How to complete this task>
An identical copy of the records below is the expected result.

Dataset entries>
// log.rs — Append-only, hash-chained JSONL decision log.
//
// One DecisionRecord per line. Each record's `previous_hash` is the SHA-256
// of the previous line exactly as written, so inserting, deleting, or
// editing a line breaks the chain and `verify_chain` reports where.
//
// Rotation is not handled here; point a new logger at a new path.

use std::fs::{self, File, OpenOptions};
use std::io::{BufRead, BufReader, BufWriter, Write};
use std::path::{Path, PathBuf};

use parking_lot::Mutex;

use crate::error::AuditError;
use crate::hasher;
use crate::record::DecisionRecord;
use crate::sink::AuditLogger;

struct ChainWriter {
    writer: BufWriter<File>,
    /// Hash of the last line written; becomes the next record's `previous_hash`.
    last_hash: Option<String>,
}

/// JSONL audit logger safe to share across threads.
pub struct JsonlAuditLogger {
    path: PathBuf,
    inner: Mutex<ChainWriter>,
}

impl JsonlAuditLogger {
    /// Open (or create) a log, recovering the chain head from existing content.
    pub fn open(path: impl AsRef<Path>) -> Result<Self, AuditError> {
        let path = path.as_ref().to_path_buf();

        if let Some(parent) = path.parent() {
            fs::create_dir_all(parent).map_err(|source| AuditError::OpenFailed {
                path: parent.to_path_buf(),
                source,
            })?;
        }

        let last_hash = if path.exists() {
            read_last_hash(&path)?
        } else {
            None
        };

        let file = OpenOptions::new()
            .create(true)
            .append(true)
            .open(&path)
            .map_err(|source| AuditError::OpenFailed {
                path: path.clone(),
                source,
            })?;

        Ok(Self {
            path,
            inner: Mutex::new(ChainWriter {
                writer: BufWriter::new(file),
                last_hash,
            }),
        })
    }

    pub fn path(&self) -> &Path {
        &self.path
    }

    /// Append a record, linking it to the previous line. Flushes before returning.
    pub fn append(&self, record: &DecisionRecord) -> Result<(), AuditError> {
        let mut inner = self.inner.lock();
        let mut linked = record.clone();
        linked.previous_hash = inner.last_hash.clone();

        let json = serde_json::to_string(&linked)?;
        writeln!(inner.writer, "{}", json)?;
        inner.writer.flush()?;
        inner.last_hash = Some(hasher::hash_str(&json));
        Ok(())
    }

    /// Read every record, oldest first. Blank lines are skipped.
    pub fn read_all(path: impl AsRef<Path>) -> Result<Vec<DecisionRecord>, AuditError> {
        let file = File::open(path.as_ref()).map_err(|source| AuditError::OpenFailed {
            path: path.as_ref().to_path_buf(),
            source,
        })?;
        let mut records = Vec::new();
        for line in BufReader::new(file).lines() {
            let line = line?;
            if line.trim().is_empty() {
                continue;
            }
            records.push(serde_json::from_str(&line)?);
        }
        Ok(records)
    }

    /// Check every `previous_hash` link. `Ok(n)` is the number of records verified.
    pub fn verify_chain(path: impl AsRef<Path>) -> Result<usize, AuditError> {
        let file = File::open(path.as_ref()).map_err(|source| AuditError::OpenFailed {
            path: path.as_ref().to_path_buf(),
            source,
        })?;
        let mut previous_hash: Option<String> = None;
        let mut count = 0;

        for (line_num, line) in BufReader::new(file).lines().enumerate() {
            let line = line?;
            if line.trim().is_empty() {
                continue;
            }
            let record: DecisionRecord = serde_json::from_str(&line)?;
            if record.previous_hash != previous_hash {
                return Err(AuditError::IntegrityViolation {
                    line: line_num + 1,
                    expected: previous_hash.unwrap_or_else(|| "None".to_string()),
                    actual: record.previous_hash.unwrap_or_else(|| "None".to_string()),
                });
            }
            // Hash the raw line; re-serializing could reorder fields.
            previous_hash = Some(hasher::hash_str(&line));
            count += 1;
        }
        Ok(count)
    }
}

impl AuditLogger for JsonlAuditLogger {
    fn log_decision(&self, record: &DecisionRecord) -> Result<(), AuditError> {
        self.append(record)
    }
}

fn read_last_hash(path: &Path) -> Result<Option<String>, AuditError> {
    let file = File::open(path).map_err(|source| AuditError::OpenFailed {
        path: path.to_path_buf(),
        source,
    })?;
    let mut last_line: Option<String> = None;
    for line in BufReader::new(file).lines() {
        let line = line?;
        if !line.trim().is_empty() {
            last_line = Some(line);
        }
    }
    Ok(last_line.map(|line| hasher::hash_str(&line)))
}

#[cfg(test)]
mod tests {
    use super::*;
    use crate::record::{ExecutionResult, RecordKind};
    use tempfile::tempdir;
    use tg_policy::{Operation, OperationContext, OperationType, RiskLevel, TrustDecision};

    fn record(cmd: &str) -> DecisionRecord {
        let op = Operation::new(
            OperationType::Git,
            "git",
            [cmd],
            OperationContext::new("/repo", "dev", "session-1234"),
        );
        DecisionRecord::decision(&op, &TrustDecision::approve(RiskLevel::Medium, "ok"))
    }

    #[test]
    fn append_and_read_back() {
        let dir = tempdir().unwrap();
        let path = dir.path().join("audit.jsonl");
        let log = JsonlAuditLogger::open(&path).unwrap();
        log.append(&record("status")).unwrap();
        log.append(&record("diff")).unwrap();

        let records = JsonlAuditLogger::read_all(&path).unwrap();
        assert_eq!(records.len(), 2);
        assert!(records[0].previous_hash.is_none());
        assert!(records[1].previous_hash.is_some());
        assert_eq!(records[1].operation.args, vec!["diff".to_string()]);
    }

    #[test]
    fn chain_survives_reopen() {
        let dir = tempdir().unwrap();
        let path = dir.path().join("nested").join("audit.jsonl");
        {
            let log = JsonlAuditLogger::open(&path).unwrap();
            log.append(&record("status")).unwrap();
        }
        {
            let log = JsonlAuditLogger::open(&path).unwrap();
            let op = record("push").operation;
            let d = TrustDecision::approve(RiskLevel::Medium, "ok");
            log.log_decision(&DecisionRecord::execution(&op, &d, ExecutionResult::success()))
                .unwrap();
        }
        assert_eq!(JsonlAuditLogger::verify_chain(&path).unwrap(), 2);
        let records = JsonlAuditLogger::read_all(&path).unwrap();
        assert_eq!(records[1].kind, RecordKind::Execution);
    }

    #[test]
    fn edited_line_breaks_chain() {
        let dir = tempdir().unwrap();
        let path = dir.path().join("audit.jsonl");
        let log = JsonlAuditLogger::open(&path).unwrap();
        for cmd in ["status", "diff", "log"] {
            log.append(&record(cmd)).unwrap();
        }
        drop(log);

        let content = fs::read_to_string(&path).unwrap();
        let tampered = content.replacen("\"diff\"", "\"push\"", 1);
        fs::write(&path, tampered).unwrap();

        match JsonlAuditLogger::verify_chain(&path) {
            Err(AuditError::IntegrityViolation { line, .. }) => assert_eq!(line, 3),
            other => panic!("expected IntegrityViolation, got {:?}", other),
        }
    }

    #[test]
    fn concurrent_appends_keep_chain_intact() {
        let dir = tempdir().unwrap();
        let path = dir.path().join("audit.jsonl");
        let log = std::sync::Arc::new(JsonlAuditLogger::open(&path).unwrap());

        let handles: Vec<_> = (0..4)
            .map(|i| {
                let log = log.clone();
                std::thread::spawn(move || {
                    for _ in 0..25 {
                        log.append(&record(&format!("cmd-{}", i))).unwrap();
                    }
                })
            })
            .collect();
        for h in handles {
            h.join().unwrap();
        }
        assert_eq!(JsonlAuditLogger::verify_chain(&path).unwrap(), 100);
    }
}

Response to the exercise>
// log.rs — Append-only, hash-chained JSONL decision log.
//
// One DecisionRecord per line. Each record's `previous_hash` is the SHA-256
// of the previous line exactly as written, so inserting, deleting, or
// editing a line breaks the chain and `verify_chain` reports where.
//
// Rotation is not handled here; point a new logger at a new path.

use std::fs::{self, File, OpenOptions};
use std::io::{BufRead, BufReader, BufWriter, Write};
use std::path::{Path, PathBuf};

use parking_lot::Mutex;

use crate::error::AuditError;
use crate::hasher;
use crate::record::DecisionRecord;
use crate::sink::AuditLogger;

struct ChainWriter {
    writer: BufWriter<File>,
    /// Hash of the last line written; becomes the next record's `previous_hash`.
    last_hash: Option<String>,
}

/// JSONL audit logger safe to share across threads.
pub struct JsonlAuditLogger {
    path: PathBuf,
    inner: Mutex<ChainWriter>,
}

impl JsonlAuditLogger {
    /// Open (or create) a log, recovering the chain head from existing content.
    pub fn open(path: impl AsRef<Path>) -> Result<Self, AuditError> {
        let path = path.as_ref().to_path_buf();

        if let Some(parent) = path.parent() {
            fs::create_dir_all(parent).map_err(|source| AuditError::OpenFailed {
                path: parent.to_path_buf(),
                source,
            })?;
        }

        let last_hash = if path.exists() {
            read_last_hash(&path)?
        } else {
            None
        };

        let file = OpenOptions::new()
            .create(true)
            .append(true)
            .open(&path)
            .map_err(|source| AuditError::OpenFailed {
                path: path.clone(),
                source,
            })?;

        Ok(Self {
            path,
            inner: Mutex::new(ChainWriter {
                writer: BufWriter::new(file),
                last_hash,
            }),
        })
    }

    pub fn path(&self) -> &Path {
        &self.path
    }

    /// Append a record, linking it to the previous line. Flushes before returning.
    pub fn append(&self, record: &DecisionRecord) -> Result<(), AuditError> {
        let mut inner = self.inner.lock();
        let mut linked = record.clone();
        linked.previous_hash = inner.last_hash.clone();

        let json = serde_json::to_string(&linked)?;
        writeln!(inner.writer, "{}", json)?;
        inner.writer.flush()?;
        inner.last_hash = Some(hasher::hash_str(&json));
        Ok(())
    }

    /// Read every record, oldest first. Blank lines are skipped.
    pub fn read_all(path: impl AsRef<Path>) -> Result<Vec<DecisionRecord>, AuditError> {
        let file = File::open(path.as_ref()).map_err(|source| AuditError::OpenFailed {
            path: path.as_ref().to_path_buf(),
            source,
        })?;
        let mut records = Vec::new();
        for line in BufReader::new(file).lines() {
            let line = line?;
            if line.trim().is_empty() {
                continue;
            }
            records.push(serde_json::from_str(&line)?);
        }
        Ok(records)
    }

    /// Check every `previous_hash` link. `Ok(n)` is the number of records verified.
    pub fn verify_chain(path: impl AsRef<Path>) -> Result<usize, AuditError> {
        let file = File::open(path.as_ref()).map_err(|source| AuditError::OpenFailed {
            path: path.as_ref().to_path_buf(),
            source,
        })?;
        let mut previous_hash: Option<String> = None;
        let mut count = 0;

        for (line_num, line) in BufReader::new(file).lines().enumerate() {
            let line = line?;
            if line.trim().is_empty() {
                continue;
            }
            let record: DecisionRecord = serde_json::from_str(&line)?;
            if record.previous_hash != previous_hash {
                return Err(AuditError::IntegrityViolation {
                    line: line_num + 1,
                    expected: previous_hash.unwrap_or_else(|| "None".to_string()),
                    actual: record.previous_hash.unwrap_or_else(|| "None".to_string()),
                });
            }
            // Hash the raw line; re-serializing could reorder fields.
            previous_hash = Some(hasher::hash_str(&line));
            count += 1;
        }
        Ok(count)
    }
}

impl AuditLogger for JsonlAuditLogger {
    fn log_decision(&self, record: &DecisionRecord) -> Result<(), AuditError> {
        self.append(record)
    }
}

fn read_last_hash(path: &Path) -> Result<Option<String>, AuditError> {
    let file = File::open(path).map_err(|source| AuditError::OpenFailed {
        path: path.to_path_buf(),
        source,
    })?;
    let mut last_line: Option<String> = None;
    for line in BufReader::new(file).lines() {
        let line = line?;
        if !line.trim().is_empty() {
            last_line = Some(line);
        }
    }
    Ok(last_line.map(|line| hasher::hash_str(&line)))
}

#[cfg(test)]
mod tests {
    use super::*;
    use crate::record::{ExecutionResult, RecordKind};
    use tempfile::tempdir;
    use tg_policy::{Operation, OperationContext, OperationType, RiskLevel, TrustDecision};

    fn record(cmd: &str) -> DecisionRecord {
        let op = Operation::new(
            OperationType::Git,
            "git",
            [cmd],
            OperationContext::new("/repo", "dev", "session-1234"),
        );
        DecisionRecord::decision(&op, &TrustDecision::approve(RiskLevel::Medium, "ok"))
    }

    #[test]
    fn append_and_read_back() {
        let dir = tempdir().unwrap();
        let path = dir.path().join("audit.jsonl");
        let log = JsonlAuditLogger::open(&path).unwrap();
        log.append(&record("status")).unwrap();
        log.append(&record("diff")).unwrap();

        let records = JsonlAuditLogger::read_all(&path).unwrap();
        assert_eq!(records.len(), 2);
        assert!(records[0].previous_hash.is_none());
        assert!(records[1].previous_hash.is_some());
        assert_eq!(records[1].operation.args, vec!["diff".to_string()]);
    }

    #[test]
    fn chain_survives_reopen() {
        let dir = tempdir().unwrap();
        let path = dir.path().join("nested").join("audit.jsonl");
        {
            let log = JsonlAuditLogger::open(&path).unwrap();
            log.append(&record("status")).unwrap();
        }
        {
            let log = JsonlAuditLogger::open(&path).unwrap();
            let op = record("push").operation;
            let d = TrustDecision::approve(RiskLevel::Medium, "ok");
            log.log_decision(&DecisionRecord::execution(&op, &d, ExecutionResult::success()))
                .unwrap();
        }
        assert_eq!(JsonlAuditLogger::verify_chain(&path).unwrap(), 2);
        let records = JsonlAuditLogger::read_all(&path).unwrap();
        assert_eq!(records[1].kind, RecordKind::Execution);
    }

    #[test]
    fn edited_line_breaks_chain() {
        let dir = tempdir().unwrap();
        let path = dir.path().join("audit.jsonl");
        let log = JsonlAuditLogger::open(&path).unwrap();
        for cmd in ["status", "diff", "log"] {
            log.append(&record(cmd)).unwrap();
        }
        drop(log);

        let content = fs::read_to_string(&path).unwrap();
        let tampered = content.replacen("\"diff\"", "\"push\"", 1);
        fs::write(&path, tampered).unwrap();

        match JsonlAuditLogger::verify_chain(&path) {
            Err(AuditError::IntegrityViolation { line, .. }) => assert_eq!(line, 3),
            other => panic!("expected IntegrityViolation, got {:?}", other),
        }
    }

    #[test]
    fn concurrent_appends_keep_chain_intact() {
        let dir = tempdir().unwrap();
        let path = dir.path().join("audit.jsonl");
        let log = std::sync::Arc::new(JsonlAuditLogger::open(&path).unwrap());

        let handles: Vec<_> = (0..4)
            .map(|i| {
                let log = log.clone();
                std::thread::spawn(move || {
                    for _ in 0..25 {
                        log.append(&record(&format!("cmd-{}", i))).unwrap();
                    }
                })
            })
            .collect();
        for h in handles {
            h.join().unwrap();
        }
        assert_eq!(JsonlAuditLogger::verify_chain(&path).unwrap(), 100);
    }
}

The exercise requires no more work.